Teacher focuses on service, undaunted by cancer
Yu Xiaodong, a former soldier in Nanjing, Jiangsu province, has been teaching left-behind children voluntarily in a remote village in neighboring Anhui province for seven years.
She first visited the village in Meishan township, Jinzhai county, in 2014. She noticed that all the children were seeing a Chinese zither, or guzheng, for the first time when she played the instrument for them.
Teachers asked Yu to instruct the students, and she agreed after learning of the life the children were living. Most lived with their grandparents or relatives while their parents worked to make a living far away in big cities.
Yu was diagnosed with lung cancer in 2010, and the fickle weather in the mountain village poses dangers to her health.

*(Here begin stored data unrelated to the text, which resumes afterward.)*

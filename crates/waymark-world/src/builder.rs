//! Recursive construction of locations from pack JSON.
//!
//! The builder walks a pack document depth-first and emits a flat,
//! pre-ordered list of [`Location`]s: each node first, then its whole
//! subtree, then its next sibling. Children are never nested in the
//! output; they carry their path in `parent_name` and `id` instead.
//!
//! # Inheritance
//!
//! Every node receives a [`BuildContext`] from its caller holding the
//! rule sets, parent path, and image defaults in effect. A node's
//! `parent` reference, when it resolves, replaces the context's rule sets
//! (but not its path or images) as the base for merging. Sections merge
//! against their location's already-resolved rule sets.
//!
//! # Lookup scopes
//!
//! Parent references resolve against the tree passed to
//! [`LocationBuilder::new`] first and then against the locations emitted
//! so far by this builder, so a later node can name an earlier one.
//!
//! # Errors
//!
//! Building never fails. Malformed nodes and fields are skipped or
//! defaulted, with a [`Diagnostic`](crate::diagnostics::Diagnostic)
//! recorded for each, and the rest of the tree is still processed.

use std::collections::HashMap;

use serde_json::Value;
use tracing::debug;
use waymark_types::{ImageSet, MapLocation, RuleSet};

use crate::diagnostics::{DiagnosticKind, Diagnostics};
use crate::fields::{self, Object};
use crate::location::Location;
use crate::parent::{LocationLookup, ParentResolver};
use crate::rules::{self, RuleKind};
use crate::section::{Section, SectionState};
use crate::tree::LocationTree;

// ---------------------------------------------------------------------------
// Inputs and outputs
// ---------------------------------------------------------------------------

/// Values a node inherits from its enclosing node.
#[derive(Debug, Clone, Default, PartialEq, Eq)]
pub struct BuildContext {
    /// Inherited access rules.
    pub access_rules: RuleSet,
    /// Inherited visibility rules.
    pub visibility_rules: RuleSet,
    /// Identifier path of the enclosing node; empty at the top level.
    pub parent_name: String,
    /// Inherited image defaults.
    pub images: ImageSet,
}

impl BuildContext {
    /// Context for top-level nodes: no rules, no path, no images.
    pub fn root() -> Self {
        Self::default()
    }

    /// Context handed to the children of `location`.
    fn for_children(location: &Location) -> Self {
        Self {
            access_rules: location.access_rules().clone(),
            visibility_rules: location.visibility_rules().clone(),
            parent_name: location.id().to_owned(),
            images: location.images().clone(),
        }
    }
}

/// Result of a build pass.
#[derive(Debug, Clone, Default)]
pub struct BuildOutput {
    /// Every location built, depth-first pre-order.
    pub locations: Vec<Location>,
    /// Everything that was dropped or defaulted along the way.
    pub diagnostics: Diagnostics,
}

// ---------------------------------------------------------------------------
// Builder
// ---------------------------------------------------------------------------

/// Locations emitted so far, indexed by identifier (first occurrence).
#[derive(Default)]
struct Emitted {
    locations: Vec<Location>,
    by_id: HashMap<String, usize>,
}

impl Emitted {
    fn push(&mut self, location: Location) {
        let position = self.locations.len();
        self.by_id.entry(location.id().to_owned()).or_insert(position);
        self.locations.push(location);
    }
}

impl LocationLookup for Emitted {
    fn by_id(&self, id: &str) -> Option<&Location> {
        self.by_id.get(id).and_then(|&i| self.locations.get(i))
    }

    fn all(&self) -> &[Location] {
        &self.locations
    }
}

/// Turns pack nodes into flat lists of resolved locations.
pub struct LocationBuilder<'a> {
    lookup: &'a LocationTree,
    emitted: Emitted,
    diagnostics: Diagnostics,
}

impl<'a> LocationBuilder<'a> {
    /// Create a builder resolving parents against `lookup`.
    pub fn new(lookup: &'a LocationTree) -> Self {
        Self {
            lookup,
            emitted: Emitted::default(),
            diagnostics: Diagnostics::new(),
        }
    }

    /// Build one node (object or array of nodes) in a single pass.
    pub fn build(lookup: &'a LocationTree, node: &Value, context: &BuildContext) -> BuildOutput {
        let mut builder = Self::new(lookup);
        builder.add(node, context);
        builder.finish()
    }

    /// Build a node and append its locations to the output.
    pub fn add(&mut self, node: &Value, context: &BuildContext) {
        match node {
            Value::Array(items) => {
                for item in items {
                    self.add(item, context);
                }
            }
            Value::Object(object) => self.add_object(object, context),
            other => self.diagnostics.push(
                DiagnosticKind::NotAnObject,
                &context.parent_name,
                format!("location is not an object: {}", fields::kind_name(other)),
            ),
        }
    }

    /// Consume the builder and return everything built.
    pub fn finish(self) -> BuildOutput {
        BuildOutput {
            locations: self.emitted.locations,
            diagnostics: self.diagnostics,
        }
    }

    fn add_object(&mut self, node: &Object, context: &BuildContext) {
        let diags = &mut self.diagnostics;
        let name = fields::string_field(node, "name", "", &context.parent_name, diags);
        let parent_ref = fields::string_field(node, "parent", "", &name, diags);

        let resolved_base = if parent_ref.is_empty() {
            None
        } else {
            let base = ParentResolver::new()
                .with_scope(self.lookup)
                .with_scope(&self.emitted)
                .resolve(&parent_ref)
                .map(|p| (p.access_rules().clone(), p.visibility_rules().clone()));
            if base.is_none() {
                self.diagnostics.push(
                    DiagnosticKind::UnresolvedParent {
                        reference: crate::parent::strip_marker(&parent_ref).to_owned(),
                    },
                    &name,
                    format!("did not find parent \"{}\"", parent_ref.escape_debug()),
                );
            }
            base
        };
        let (base_access, base_visibility) = match &resolved_base {
            Some((access, visibility)) => (access, visibility),
            None => (&context.access_rules, &context.visibility_rules),
        };

        let diags = &mut self.diagnostics;
        let access = rules::resolve(base_access, node, RuleKind::Access, &name, diags);
        let visibility = rules::resolve(base_visibility, node, RuleKind::Visibility, &name, diags);
        let images = read_images(node, &context.images, &name, diags);

        let map_locations = read_map_locations(node, &name, diags);
        let sections = read_sections(node, &access, &visibility, &images, &name, diags);

        let location = Location::new(
            name,
            context.parent_name.clone(),
            access,
            visibility,
            images,
        )
        .with_map_locations(map_locations)
        .with_sections(sections);

        debug!(
            id = location.id(),
            sections = location.sections().len(),
            access_clauses = location.access_rules().len(),
            "Built location"
        );

        let child_context = BuildContext::for_children(&location);
        let id = location.id().to_owned();
        self.emitted.push(location);

        match fields::present(node, "children") {
            None => {}
            Some(children @ Value::Array(_)) => self.add(children, &child_context),
            Some(other) => self.diagnostics.push(
                DiagnosticKind::InvalidField { field: "children" },
                &id,
                format!("bad children: {}", fields::kind_name(other)),
            ),
        }
    }
}

// ---------------------------------------------------------------------------
// Field readers
// ---------------------------------------------------------------------------

fn read_images(
    node: &Object,
    inherited: &ImageSet,
    subject: &str,
    diags: &mut Diagnostics,
) -> ImageSet {
    ImageSet {
        closed: fields::string_field(node, "chest_unopened_img", &inherited.closed, subject, diags),
        opened: fields::string_field(node, "chest_opened_img", &inherited.opened, subject, diags),
        overlay_background: fields::string_field(
            node,
            "overlay_background",
            &inherited.overlay_background,
            subject,
            diags,
        ),
    }
}

fn read_map_locations(node: &Object, subject: &str, diags: &mut Diagnostics) -> Vec<MapLocation> {
    let Some(entries) = object_list(node, "map_locations", subject, diags) else {
        return Vec::new();
    };
    entries
        .iter()
        .filter_map(|entry| {
            if let Value::Object(pin) = entry {
                Some(MapLocation {
                    map: fields::string_field(pin, "map", "", subject, diags),
                    x: fields::int_field(pin, "x", 0, subject, diags),
                    y: fields::int_field(pin, "y", 0, subject, diags),
                })
            } else {
                diags.push(
                    DiagnosticKind::BadMapLocation,
                    subject,
                    format!("bad map location: {}", fields::kind_name(entry)),
                );
                None
            }
        })
        .collect()
}

fn read_sections(
    node: &Object,
    access: &RuleSet,
    visibility: &RuleSet,
    images: &ImageSet,
    subject: &str,
    diags: &mut Diagnostics,
) -> Vec<Section> {
    let Some(entries) = object_list(node, "sections", subject, diags) else {
        return Vec::new();
    };
    entries
        .iter()
        .filter_map(|entry| {
            if let Value::Object(section) = entry {
                Some(build_section(
                    section, access, visibility, images, subject, diags,
                ))
            } else {
                diags.push(
                    DiagnosticKind::BadSection,
                    subject,
                    format!("bad section: {}", fields::kind_name(entry)),
                );
                None
            }
        })
        .collect()
}

/// Read an array field; anything else but `null` is a diagnostic.
fn object_list<'n>(
    node: &'n Object,
    field: &'static str,
    subject: &str,
    diags: &mut Diagnostics,
) -> Option<&'n Vec<Value>> {
    match fields::present(node, field)? {
        Value::Array(entries) => Some(entries),
        other => {
            diags.push(
                DiagnosticKind::InvalidField { field },
                subject,
                format!("invalid {field}: {}", fields::kind_name(other)),
            );
            None
        }
    }
}

/// Build one section against its location's resolved rules and images.
///
/// Sections have no children and no `parent` reference of their own.
/// `location` names the owning location in diagnostics about the section
/// name itself.
pub fn build_section(
    node: &Object,
    location_access: &RuleSet,
    location_visibility: &RuleSet,
    location_images: &ImageSet,
    location: &str,
    diags: &mut Diagnostics,
) -> Section {
    let name = fields::string_field(node, "name", "", location, diags);
    let clear_as_group = fields::bool_field(node, "clear_as_group", false, &name, diags);
    let images = read_images(node, location_images, &name, diags);

    let hosted_items =
        fields::split_tokens(&fields::string_field(node, "hosted_item", "", &name, diags));
    let default_count = i32::from(hosted_items.is_empty());
    let item_count = fields::int_field(node, "item_count", default_count, &name, diags);

    let access = rules::resolve(location_access, node, RuleKind::Access, &name, diags);
    let visibility = rules::resolve(location_visibility, node, RuleKind::Visibility, &name, diags);

    Section::new(
        name,
        hosted_items,
        images,
        access,
        visibility,
        SectionState::new(item_count, clear_as_group),
    )
}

But she ignored doctors' suggestions to stay away and lives in the village for at least 150 days a year.
Yu spent more than 200,000 yuan ($31,000) to buy 40 guzheng for the children, and prepared all the materials needed for the class.

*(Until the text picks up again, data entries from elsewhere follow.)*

//! Plain records shared between the world model, the tracker, and the UI.
//!
//! Covers map placements, inherited image references, and the persisted
//! form of section clearing state.

use std::collections::BTreeMap;

use chrono::{DateTime, Utc};
use serde::{Deserialize, Serialize};
use ts_rs::TS;

// ---------------------------------------------------------------------------
// MapLocation
// ---------------------------------------------------------------------------

/// A pin for a location on one of the pack's maps.
///
/// Purely descriptive; coordinates are pixel offsets into the map image.
#[derive(Debug, Clone, Default, PartialEq, Eq, Serialize, Deserialize, TS)]
#[ts(export, export_to = "bindings/")]
pub struct MapLocation {
    /// Map identifier.
    pub map: String,
    /// Horizontal pixel coordinate.
    pub x: i32,
    /// Vertical pixel coordinate.
    pub y: i32,
}

// ---------------------------------------------------------------------------
// ImageSet
// ---------------------------------------------------------------------------

/// Image references used to draw a section's chest.
///
/// Every field inherits from the enclosing location when the pack leaves
/// it unset. An empty string means "no image".
#[derive(Debug, Clone, Default, PartialEq, Eq, Serialize, Deserialize, TS)]
#[ts(export, export_to = "bindings/")]
pub struct ImageSet {
    /// Image shown while items remain (`chest_unopened_img`).
    pub closed: String,
    /// Image shown once everything is collected (`chest_opened_img`).
    pub opened: String,
    /// Background drawn behind the overlay (`overlay_background`).
    pub overlay_background: String,
}

// ---------------------------------------------------------------------------
// Persisted state
// ---------------------------------------------------------------------------

/// Persisted clearing state of one section.
#[derive(Debug, Clone, Copy, Default, PartialEq, Eq, Serialize, Deserialize, TS)]
#[ts(export, export_to = "bindings/")]
pub struct SectionSave {
    /// Number of items marked collected.
    pub cleared: i32,
}

/// Persisted clearing state of a whole tracker.
///
/// Keyed by location identifier; each entry lists the location's sections
/// in declaration order.
#[derive(Debug, Clone, PartialEq, Eq, Serialize, Deserialize, TS)]
#[ts(export, export_to = "bindings/")]
pub struct TrackerSnapshot {
    /// Wall-clock time the snapshot was taken.
    pub saved_at: DateTime<Utc>,
    /// Section states per location identifier.
    pub locations: BTreeMap<String, Vec<SectionSave>>,
}

impl TrackerSnapshot {
    /// Create an empty snapshot stamped with the current time.
    pub fn now() -> Self {
        Self {
            saved_at: Utc::now(),
            locations: BTreeMap::new(),
        }
    }

    /// Return the total number of section records.
    pub fn section_count(&self) -> usize {
        self.locations.values().map(Vec::len).sum()
    }
}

"I told the school that I would pay all the expenses," she said. "No burden will be added to the children's families if they want to learn how to play the instrument."
The first batch of 32 students attend Yu's guzheng class in 2014. Many children learned to appreciate music and participated in social welfare music programs across the country.
"I cannot control my health," she said. "But I want my life to be meaningful. I hope that love can be passed on to the children."